We see no just cause for complaint on the part of the county as to the foregoing findings. The court properly concluded that separate valuations of the respective tracts were required by the various statutes hereinbefore referred to, but at the same time, in fixing such values, took into consideration location, condition, environment, probable cost of operating, and the fact that they were contiguous and part of existing mining operations and could be readily mined from adjacent collieries. This conclusion gave appellant the benefit of every inference to which it was properly entitled.

We see no force in the contention that the court below should have disregarded the testimony of experts who admitted that in forming their opinions as to value, they did not consider the quantity, that is, the tonnage, of coal capable of being mined from the respective properties. The witnesses did, however, take into consideration what was more important than actual tonnage, to wit, the number and workability of veins, proximity to market, quality of coal, and whether the quantity, considered from the standpoint of veins and not of tonnage, was sufficient to support a colliery for a definite number of years. It requires no extended argument to show that a definite number of tons of coal under one piece of surface may have a much greater or less value than the same number of tons under another tract, depending upon the accessibility of the coal, distance from market, cost of mining, etc.

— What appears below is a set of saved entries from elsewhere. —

use crate::slice::Slice;

use dicom::{
    object::{FileDicomObject, InMemDicomObject, open_file},
    pixeldata::{ConvertOptions, PixelDecoder, VoiLutOption},
};
use dicom_dictionary_std::tags;
use nalgebra::Vector3;
use ndarray::{Array2, s};
use rayon::prelude::*;
use std::{fs, path::Path};
use thiserror::Error;
use tracing::{debug, warn};

/// `ImageType` values marking planning images that are never part of a stack.
const EXCLUDED_IMAGE_TYPES: [&str; 2] = ["LOCALIZER", "SCOUT"];

#[derive(Debug, Error)]
pub enum VolumeLoaderError {
    #[error("No valid DICOM images found")]
    NoValidImages,

    #[error("IO error: {0}")]
    Io(#[from] std::io::Error),

    #[error("DICOM error: {0}")]
    Dicom(#[from] dicom::object::ReadError),
}

pub struct VolumeLoader;

impl VolumeLoader {
    /// Read DICOM objects into slice records
    ///
    /// # Arguments
    ///
    /// * `dicom_objects` - Slice of DICOM file objects
    ///
    /// # Errors
    ///
    /// Returns error if no object yields a decodable, non-localizer image
    pub fn load_slices_from_dicom_objects(
        dicom_objects: &[FileDicomObject<InMemDicomObject>],
    ) -> Result<Vec<Slice>, VolumeLoaderError> {
        let slices: Vec<Slice> = dicom_objects
            .par_iter()
            .filter_map(Self::extract_slice)
            .collect();

        if slices.is_empty() {
            return Err(VolumeLoaderError::NoValidImages);
        }
        debug!(
            read = slices.len(),
            skipped = dicom_objects.len() - slices.len(),
            "Read DICOM slices"
        );
        Ok(slices)
    }

    /// Read slice records from file paths
    ///
    /// Files that cannot be parsed as DICOM are skipped with a warning.
    pub fn load_slices_from_file_paths(
        paths: &[impl AsRef<Path> + Sync],
    ) -> Result<Vec<Slice>, VolumeLoaderError> {
        let objects: Vec<_> = paths
            .par_iter()
            .filter_map(|path| match open_file(path.as_ref()) {
                Ok(object) => Some(object),
                Err(e) => {
                    warn!(path = %path.as_ref().display(), error = %e, "Skipping unreadable file");
                    None
                }
            })
            .collect();

        if objects.is_empty() {
            return Err(VolumeLoaderError::NoValidImages);
        }
        Self::load_slices_from_dicom_objects(&objects)
    }

    /// Read slice records from a directory containing .dcm files
    pub fn load_slices_from_directory(
        path: impl AsRef<Path>,
    ) -> Result<Vec<Slice>, VolumeLoaderError> {
        let mut paths: Vec<_> = fs::read_dir(path.as_ref())?
            .filter_map(Result::ok)
            .map(|entry| entry.path())
            .filter(|path| {
                path.extension()
                    .and_then(|s| s.to_str())
                    .is_some_and(|ext| ext.eq_ignore_ascii_case("dcm"))
            })
            .collect();

        if paths.is_empty() {
            return Err(VolumeLoaderError::NoValidImages);
        }
        // directory order is platform dependent
        paths.sort();

        Self::load_slices_from_file_paths(&paths)
    }

    fn extract_slice(dicom_object: &FileDicomObject<InMemDicomObject>) -> Option<Slice> {
        if Self::is_excluded(dicom_object) {
            debug!("Skipping localizer image");
            return None;
        }

        let Some(pixels) = Self::decode_image(dicom_object) else {
            let series = Self::get_string(dicom_object, tags::SERIES_INSTANCE_UID);
            warn!(
                series = series.as_deref(),
                "Skipping object with undecodable pixel data"
            );
            return None;
        };

        let mut slice = Slice::new(pixels);
        if let Some((row, column)) = Self::get_pixel_spacing(dicom_object) {
            slice = slice.with_pixel_spacing(row, column);
        }
        if let Some(position) = Self::get_position(dicom_object) {
            slice = slice.with_position(position);
        }
        if let Some((row, column)) = Self::get_orientation(dicom_object) {
            slice = slice.with_orientation(row, column);
        }
        if let Some(uid) = Self::get_string(dicom_object, tags::SERIES_INSTANCE_UID) {
            slice = slice.with_series_uid(uid);
        }
        if let Some(uid) = Self::get_string(dicom_object, tags::FRAME_OF_REFERENCE_UID) {
            slice = slice.with_frame_of_reference(uid);
        }
        if let Some(number) = dicom_object
            .element(tags::INSTANCE_NUMBER)
            .ok()
            .and_then(|e| e.to_int::<i32>().ok())
        {
            slice = slice.with_acquisition_index(number);
        }
        Some(slice)
    }

    fn is_excluded(dicom_object: &FileDicomObject<InMemDicomObject>) -> bool {
        dicom_object
            .element(tags::IMAGE_TYPE)
            .ok()
            .and_then(|e| e.to_multi_str().ok())
            .is_some_and(|values| {
                values.iter().any(|value| {
                    let value = value.trim().to_ascii_uppercase();
                    EXCLUDED_IMAGE_TYPES.contains(&value.as_str())
                })
            })
    }

    fn decode_image(dicom_object: &FileDicomObject<InMemDicomObject>) -> Option<Array2<f32>> {
        let pixel_data = dicom_object.decode_pixel_data().ok()?;
        // modality rescale only; windowing would clip the signal range
        let options = ConvertOptions::new().with_voi_lut(VoiLutOption::Identity);
        pixel_data
            .to_ndarray_with_options::<f32>(&options)
            .ok()
            .map(|arr| arr.slice_move(s![0, .., .., 0]))
    }

    fn get_pixel_spacing(dicom_object: &FileDicomObject<InMemDicomObject>) -> Option<(f64, f64)> {
        let spacing = dicom_object
            .element(tags::PIXEL_SPACING)
            .ok()?
            .to_multi_float64()
            .ok()?;
        match spacing.as_slice() {
            [row, column, ..] => Some((*row, *column)),
            _ => None,
        }
    }

    fn get_position(dicom_object: &FileDicomObject<InMemDicomObject>) -> Option<Vector3<f64>> {
        let position = dicom_object
            .element(tags::IMAGE_POSITION_PATIENT)
            .ok()?
            .to_multi_float64()
            .ok()?;
        match position.as_slice() {
            [x, y, z, ..] => Some(Vector3::new(*x, *y, *z)),
            _ => None,
        }
    }

    fn get_orientation(
        dicom_object: &FileDicomObject<InMemDicomObject>,
    ) -> Option<(Vector3<f64>, Vector3<f64>)> {
        let values = dicom_object
            .element(tags::IMAGE_ORIENTATION_PATIENT)
            .ok()?
            .to_multi_float64()
            .ok()?;
        Self::split_orientation(&values)
    }

    fn split_orientation(values: &[f64]) -> Option<(Vector3<f64>, Vector3<f64>)> {
        match values {
            [rx, ry, rz, cx, cy, cz, ..] => Some((
                Vector3::new(*rx, *ry, *rz),
                Vector3::new(*cx, *cy, *cz),
            )),
            _ => None,
        }
    }

    fn get_string(
        dicom_object: &FileDicomObject<InMemDicomObject>,
        tag: dicom::core::Tag,
    ) -> Option<String> {
        let value = dicom_object.element(tag).ok()?.to_str().ok()?;
        let trimmed = value.trim_matches(|c: char| c == '\0' || c.is_whitespace());
        (!trimmed.is_empty()).then(|| trimmed.to_string())
    }
}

This principle was recognized in the early case of Searle v. L. B. R. R., 33 Pa. 57, and repeated in Becker v. Phila. Reading R. R., 177 Pa. 260, where the following relevant language appears in the opinion of this court (page 63): "We do not measure the value of land by such facts. Land may have $4,000 worth of coal per acre in it and yet sell at $40 per acre. When a man has to sell his property, of course he must take the market value for it. That is measured by the custom or common dealing of the country. If it is land, the market value *Page 194 is measured by the price usually given for such land in that neighborhood, making due allowance for differences of position, soil and improvement. Value may be very approximately estimated in that way, for it is not then founded upon the mere opinion of witnesses, but on the fact of a general market value. . . . . . Moreover, the offer impliedly requires a degree of refinement in the measure of values, which seems to us totally incompatible with the gross estimates of common life. Though we might have the most accurate calculation of the quantity of coal in the land, yet, without knowing exactly the expense of bringing it to the surface and carrying it to market and the amount likely to be lost in mining and conveying, and the times in which it would be brought out, and the market prices at those times, the quantity would not help us to value the land. The gross estimates of common life are all the courts and juries have skill enough to use as a measure of value. All other measures are necessarily arbitrary and fanciful." See also to the same effect, R. P. Co. v. Balthaser, 119 Pa. 472, 482; Kemble's Est., 280 Pa. 441, 446.

The value fixed by the court below is fully sustained by the evidence. The opinions of witnesses varied considerably. Those called by the company estimated its value from $65,900 to $251,900, while witnesses called by the county placed the value at $760,000 and $806,575. The court adopted none of these estimates, but fixed its own valuation at $452,315. The conclusion thus reached is amply supported by the evidence and we find no cause for reversal.